PERCEPTION: OR THINGS AND THEIR DECEPTIVENESS[1]

[In this as in the preceding section apprehension is effected under conditions of sense. But whereas in the preceding type of consciousness the universality which knowledge implies and requires no sooner appeared than it melted away, here in Perception we start from a certain stability in the manner of apprehension, and a certain constancy in the content apprehended. The universality in this case satisfies more completely the demands of knowledge. The problem for further analysis is to find the form which the universal here assumes and to determine the way in which the unity of the object (the "thing") holds together its essential differences. The result shows that the unity of the thing qua unity is only admissible as an unqualified or non-sensuous unity. It is an universal, but as such, not conditioned by sense; it is a pure or "unconditioned" universal—a thought proper. Being undetermined by sense, it transcends sense-apprehensions, and so transcends perception proper, and compels the mind to adopt another cognitive attitude in order to apprehend it. This new attitude is Understanding.

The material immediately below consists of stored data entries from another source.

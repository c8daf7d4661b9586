//! Object Model
//!
//! A flat, insertion-ordered record of own properties. The optional
//! prototype link is consulted by lookups only; nothing else walks it.

use std::collections::{HashMap, HashSet};
use std::rc::Rc;

use super::value::{ContainerId, ObjectRef, Value};

/// A single own property
#[derive(Debug, Clone)]
pub struct Property {
    pub value: Value,
    pub enumerable: bool,
}

/// String-keyed record
#[derive(Default)]
pub struct Object {
    properties: Vec<(Rc<str>, Property)>,
    index: HashMap<Rc<str>, usize>,
    prototype: Option<ObjectRef>,
}

impl Object {
    pub fn new() -> Self {
        Self::default()
    }

    /// Empty object whose lookups fall back to `prototype`
    pub fn with_prototype(prototype: ObjectRef) -> Self {
        Object {
            prototype: Some(prototype),
            ..Self::default()
        }
    }

    pub fn prototype(&self) -> Option<&ObjectRef> {
        self.prototype.as_ref()
    }

    pub fn set_prototype(&mut self, prototype: Option<ObjectRef>) {
        self.prototype = prototype;
    }

    /// Assign a property. New keys are enumerable; existing keys keep their flag.
    pub fn set(&mut self, key: impl Into<Rc<str>>, value: Value) -> Option<Value> {
        let key = key.into();
        match self.index.get(&key) {
            Some(&slot) => Some(std::mem::replace(&mut self.properties[slot].1.value, value)),
            None => {
                self.insert(key, Property { value, enumerable: true });
                None
            }
        }
    }

    /// Define a non-enumerable property, replacing any existing one.
    pub fn define_hidden(&mut self, key: impl Into<Rc<str>>, value: Value) {
        let key = key.into();
        let property = Property { value, enumerable: false };
        match self.index.get(&key) {
            Some(&slot) => self.properties[slot].1 = property,
            None => self.insert(key, property),
        }
    }

    fn insert(&mut self, key: Rc<str>, property: Property) {
        self.index.insert(Rc::clone(&key), self.properties.len());
        self.properties.push((key, property));
    }

    pub fn remove(&mut self, key: &str) -> Option<Value> {
        let slot = self.index.remove(key)?;
        let (_, property) = self.properties.remove(slot);
        for position in self.index.values_mut() {
            if *position > slot {
                *position -= 1;
            }
        }
        Some(property.value)
    }

    pub fn has_own(&self, key: &str) -> bool {
        self.index.contains_key(key)
    }

    pub fn get_own(&self, key: &str) -> Option<&Value> {
        self.index.get(key).map(|&slot| &self.properties[slot].1.value)
    }

    pub fn property(&self, key: &str) -> Option<&Property> {
        self.index.get(key).map(|&slot| &self.properties[slot].1)
    }

    /// Own property first, then the prototype chain.
    ///
    /// A chain that loops back on itself ends the lookup.
    pub fn get(&self, key: &str) -> Option<Value> {
        if let Some(value) = self.get_own(key) {
            return Some(value.clone());
        }

        let mut seen = HashSet::new();
        let mut current = self.prototype.clone();
        while let Some(prototype) = current {
            if !seen.insert(ContainerId::of(&prototype)) {
                break;
            }
            let object = prototype.borrow();
            if let Some(value) = object.get_own(key) {
                return Some(value.clone());
            }
            current = object.prototype.clone();
        }
        None
    }

    /// Own keys in insertion order, hidden ones included
    pub fn own_keys(&self) -> impl Iterator<Item = &str> + '_ {
        self.properties.iter().map(|(key, _)| &**key)
    }

    pub fn own_enumerable_keys(&self) -> impl Iterator<Item = &str> + '_ {
        self.enumerable_entries().map(|(key, _)| &**key)
    }

    /// Every own property in insertion order
    pub fn entries(&self) -> impl Iterator<Item = (&Rc<str>, &Property)> + '_ {
        self.properties.iter().map(|(key, property)| (key, property))
    }

    pub fn enumerable_entries(&self) -> impl Iterator<Item = (&Rc<str>, &Value)> + '_ {
        self.properties
            .iter()
            .filter(|(_, property)| property.enumerable)
            .map(|(key, property)| (key, &property.value))
    }

    /// Number of own properties, hidden ones included
    pub fn len(&self) -> usize {
        self.properties.len()
    }

    pub fn is_empty(&self) -> bool {
        self.properties.is_empty()
    }

    /// Remove every own property and the prototype link
    pub fn clear(&mut self) {
        self.properties.clear();
        self.index.clear();
        self.prototype = None;
    }
}

impl<K: Into<Rc<str>>> FromIterator<(K, Value)> for Object {
    fn from_iter<I: IntoIterator<Item = (K, Value)>>(iter: I) -> Self {
        let mut object = Object::new();
        for (key, value) in iter {
            object.set(key, value);
        }
        object
    }
}

#[cfg(test)]
mod tests {
    use super::*;
    use std::cell::RefCell;

    fn shared(object: Object) -> ObjectRef {
        Rc::new(RefCell::new(object))
    }

    #[test]
    fn set_keeps_insertion_order_and_overwrites_in_place() {
        let mut object = Object::new();
        object.set("b", Value::from(1));
        object.set("a", Value::from(2));
        let previous = object.set("b", Value::from(3));

        assert!(previous.unwrap().same(&Value::from(1)));
        assert_eq!(object.own_keys().collect::<Vec<_>>(), vec!["b", "a"]);
        assert!(object.get_own("b").unwrap().same(&Value::from(3)));
    }

    #[test]
    fn hidden_properties_are_own_but_not_enumerable() {
        let mut object = Object::new();
        object.set("shown", Value::from(1));
        object.define_hidden("secret", Value::from(2));

        assert!(object.has_own("secret"));
        assert_eq!(object.own_keys().collect::<Vec<_>>(), vec!["shown", "secret"]);
        assert_eq!(object.own_enumerable_keys().collect::<Vec<_>>(), vec!["shown"]);

        // assignment does not make it enumerable
        object.set("secret", Value::from(5));
        assert!(!object.property("secret").unwrap().enumerable);
    }

    #[test]
    fn remove_reindexes_later_keys() {
        let mut object: Object = [("a", Value::from(1)), ("b", Value::from(2)), ("c", Value::from(3))]
            .into_iter()
            .collect();
        assert!(object.remove("a").is_some());
        assert!(object.remove("a").is_none());
        assert!(object.get_own("c").unwrap().same(&Value::from(3)));
        object.set("c", Value::from(9));
        assert_eq!(object.own_keys().collect::<Vec<_>>(), vec!["b", "c"]);
        assert!(object.get_own("c").unwrap().same(&Value::from(9)));
    }

    #[test]
    fn get_walks_the_prototype_chain() {
        let mut root = Object::new();
        root.set("x", Value::from("from root"));
        let root = shared(root);

        let middle = shared(Object::with_prototype(Rc::clone(&root)));
        let mut child = Object::with_prototype(middle);
        child.set("own", Value::from(1));

        assert!(child.get("x").unwrap().same(&Value::from("from root")));
        assert!(child.get_own("x").is_none());
        assert!(child.get("missing").is_none());
    }

    #[test]
    fn looping_prototype_chain_terminates() {
        let a = shared(Object::new());
        let b = shared(Object::with_prototype(Rc::clone(&a)));
        a.borrow_mut().set_prototype(Some(Rc::clone(&b)));

        let child = Object::with_prototype(Rc::clone(&a));
        assert!(child.get("nowhere").is_none());

        a.borrow_mut().clear();
    }
}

The following section is thus indirectly an analysis of the principle and a criticism of the position of pure sensationalism. It shows that the doctrine "esse est percipi" must give way to the principle "esse est intelligi."]

Immediate certainty does not make the truth its own, for its truth is something universal, whereas certainty wants to deal with the This. Perception, on the other hand, takes what exists for it to be a universal. Universality being its principle in general, its moments immediately distinguished within it are also universal; I is a universal, and the object is a universal. That

  1. Cp. Wissenschaft der Logick, Buch 2, Absch. 2, Kap 1. Das Ding und seine Eigenschaften, etc.